The over-arching fact of the millennials is that they live in an information economy, not a manufacturing economy. Ignore for the moment that this information economy is largely built on debt. What we still have is a service sector. This service sector used to take a lot of internal infrastructure. With the advent of information technology, much of that internal infrastructure has been eliminated. This has in turn polarized the working landscape. I guess it shouldn’t be surprising that someone who hasn’t looked for a job in over 35 years is completely ignorant of this fact. Nevertheless, there are two, very distinctive sides of this economy: the perspective of the winners and the losers.
The winners have it relatively good. They get the good paying jobs at Google, Microsoft, etc.. These companies understand getting the right people and keeping them is paramount. There are well documented order of magnitude productivity differences between high-end and low-end performers. Little perks like free soda or free lunch hardly make a difference in the big scheme of things. The important thing is to keep the good people at the company and cull the bad.
On the other hand, the losers have it bad.

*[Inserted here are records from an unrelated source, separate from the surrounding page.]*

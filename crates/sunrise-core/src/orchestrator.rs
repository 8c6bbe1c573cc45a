//! One poll of the recovery daemon.
//!
//! ```text
//! tick ─▶ read log ─▶ tracker ─┬─ NoTrigger / AlreadyHandled ─▶ done
//!                             └─ NewTrigger ─▶ wake ─▶ wait ─▶ [stop ─▶ start] ─▶ done
//! ```
//!
//! Only a log read failure is returned as an error. Every command failure is
//! logged and folded into the [`TickOutcome`].

use std::time::Duration;

use serde::Serialize;

use crate::command::{CommandSpec, LaunchError, Launcher, RunStatus};
use crate::config::Settings;
use crate::error::{Result, SunriseError};
use crate::observe::read_observation;
use crate::tracker::{Detection, OccurrenceTracker, TriggerEvent};

/// What happened to one synchronously run command.
#[derive(Debug, Clone, PartialEq, Eq, Serialize)]
#[serde(tag = "result", rename_all = "snake_case")]
pub enum StepResult {
    Succeeded,
    Failed { code: Option<i32> },
    LaunchFailed { error: String },
}

impl StepResult {
    fn from_run(outcome: &std::result::Result<RunStatus, LaunchError>) -> Self {
        match outcome {
            Ok(status) if status.success => StepResult::Succeeded,
            Ok(status) => StepResult::Failed { code: status.code },
            Err(e) => StepResult::LaunchFailed {
                error: e.to_string(),
            },
        }
    }

    pub fn is_success(&self) -> bool {
        matches!(self, StepResult::Succeeded)
    }
}

#[derive(Debug, Clone, PartialEq, Eq, Serialize)]
pub struct RestartReport {
    pub stop: StepResult,
    /// Whether the start command was launched. Its exit is never awaited.
    pub started: bool,
}

#[derive(Debug, Clone, PartialEq, Eq, Serialize)]
#[serde(tag = "outcome", rename_all = "snake_case")]
pub enum TickOutcome {
    NoTrigger,
    AlreadyHandled,
    Remediated {
        event: TriggerEvent,
        wake: StepResult,
        restart: Option<RestartReport>,
    },
}

/// Owns the tracker and drives the recovery sequence, one tick at a time.
pub struct Orchestrator<L> {
    settings: Settings,
    tracker: OccurrenceTracker,
    launcher: L,
}

impl<L: Launcher> Orchestrator<L> {
    pub fn new(settings: Settings, launcher: L) -> Self {
        let tracker = OccurrenceTracker::new(settings.trigger.clone());
        Self {
            settings,
            tracker,
            launcher,
        }
    }

    pub fn settings(&self) -> &Settings {
        &self.settings
    }

    pub fn tracker(&self) -> &OccurrenceTracker {
        &self.tracker
    }

    pub fn launcher(&self) -> &L {
        &self.launcher
    }

    /// Scan the log once and, on a new trigger, run the recovery sequence.
    ///
    /// Returns `Err` only when the log cannot be read.
    pub fn tick(&mut self) -> Result<TickOutcome> {
        self.launcher.reap();

        let path = &self.settings.log_path;
        tracing::debug!(path = %path.display(), "checking log for trigger");
        let observation = read_observation(path).map_err(|source| SunriseError::LogRead {
            path: path.clone(),
            source,
        })?;

        let scan = self.tracker.observe(&observation);
        tracing::debug!(
            size = observation.size,
            lines = observation.lines.len(),
            matching = scan.matching_lines,
            unparsable = scan.unparsable_lines,
            "log scanned"
        );

        let event = match scan.detection {
            Detection::NoTrigger => {
                tracing::debug!("no trigger in log");
                return Ok(TickOutcome::NoTrigger);
            }
            Detection::AlreadyHandled { handled_at } => {
                tracing::debug!(handled_at = %handled_at.to_rfc3339(), "trigger already handled");
                return Ok(TickOutcome::AlreadyHandled);
            }
            Detection::NewTrigger(event) => event,
        };

        tracing::info!(
            at = %event.timestamp.to_rfc3339(),
            line = %event.line,
            "new trigger found; waking display"
        );
        let wake = self.wake();
        wait(self.settings.wake_wait);
        let restart = self.restart();

        Ok(TickOutcome::Remediated {
            event,
            wake,
            restart,
        })
    }

    fn wake(&mut self) -> StepResult {
        let spec = &self.settings.wake;
        tracing::info!(command = %spec, "running wake command");
        let outcome = self.launcher.run(spec);
        match &outcome {
            Ok(status) if status.success => tracing::info!("wake command completed"),
            Ok(status) => tracing::warn!(
                command = %spec,
                %status,
                stderr = %status.stderr,
                "wake command failed"
            ),
            Err(e) => tracing::warn!(error = %e, "could not run wake command"),
        }
        StepResult::from_run(&outcome)
    }

    fn restart(&mut self) -> Option<RestartReport> {
        let commands = self.settings.restart.as_ref()?;
        let stop = stop(&mut self.launcher, &commands.stop);
        let started = start(&mut self.launcher, &commands.start);
        Some(RestartReport { stop, started })
    }
}

fn wait(duration: Duration) {
    if duration.is_zero() {
        return;
    }
    tracing::info!(seconds = duration.as_secs(), "waiting for display to come up");
    std::thread::sleep(duration);
}

/// The dependent process may not be running, so failure here is expected.
fn stop<L: Launcher>(launcher: &mut L, spec: &CommandSpec) -> StepResult {
    tracing::info!(command = %spec, "running stop command");
    let outcome = launcher.run(spec);
    match &outcome {
        Ok(status) if status.success => tracing::info!("stop command completed"),
        Ok(status) => tracing::info!(%status, "stop command failed, ignoring"),
        Err(e) => tracing::info!(error = %e, "stop command could not run, ignoring"),
    }
    StepResult::from_run(&outcome)
}

fn start<L: Launcher>(launcher: &mut L, spec: &CommandSpec) -> bool {
    tracing::info!(command = %spec, "launching start command");
    match launcher.spawn_detached(spec) {
        Ok(()) => {
            tracing::info!("start command launched");
            true
        }
        Err(e) => {
            tracing::error!(error = %e, "could not launch start command");
            false
        }
    }
}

There are few manufacturing jobs left. Wal-mart is the largest employer in the United States. The jobs that are left are menial. This is why there is a great push for people to go to college, and get educated. Market pressures encourage universities to pass this influx of job seeker (if they don’t then students will go to a university that will). However, a degree ceases to mean anything if everyone has one. Again, the productivity differences will exist. Combined with the fact that unions have been severely weakened over the past few decades, middle class prosperity is something that many will no longer be able to achieve.
This doesn’t stop employers from advertising “fun”. However, this remains mostly veneer to cover for the fact that benefits and opportunities are largely non-existent. This aspect does more to explain why corporations are embracing “fun” than anything proffered by Safer’s reporting.
Safer also ignore the biggest losers by far, the millennials getting butchered in Iraq as we speak. We don’t see Safer talking to the millennials getting killed, injured, stop-lossed, or suffering from post traumatic stress and other mental health issues. The core of the morale problems can be measured in the grizzliest of statistics: suicides.
However, if there is anything that demonstrates Safer’s impeccable credentials as a corporate journalist it is his ability to ignore all this. Thereby cementing his status as an upstanding denizen of the United States of Amnesia; everything is new on Monday morning. In this respect, the obvious aspects of his senile dementia might actually be an asset.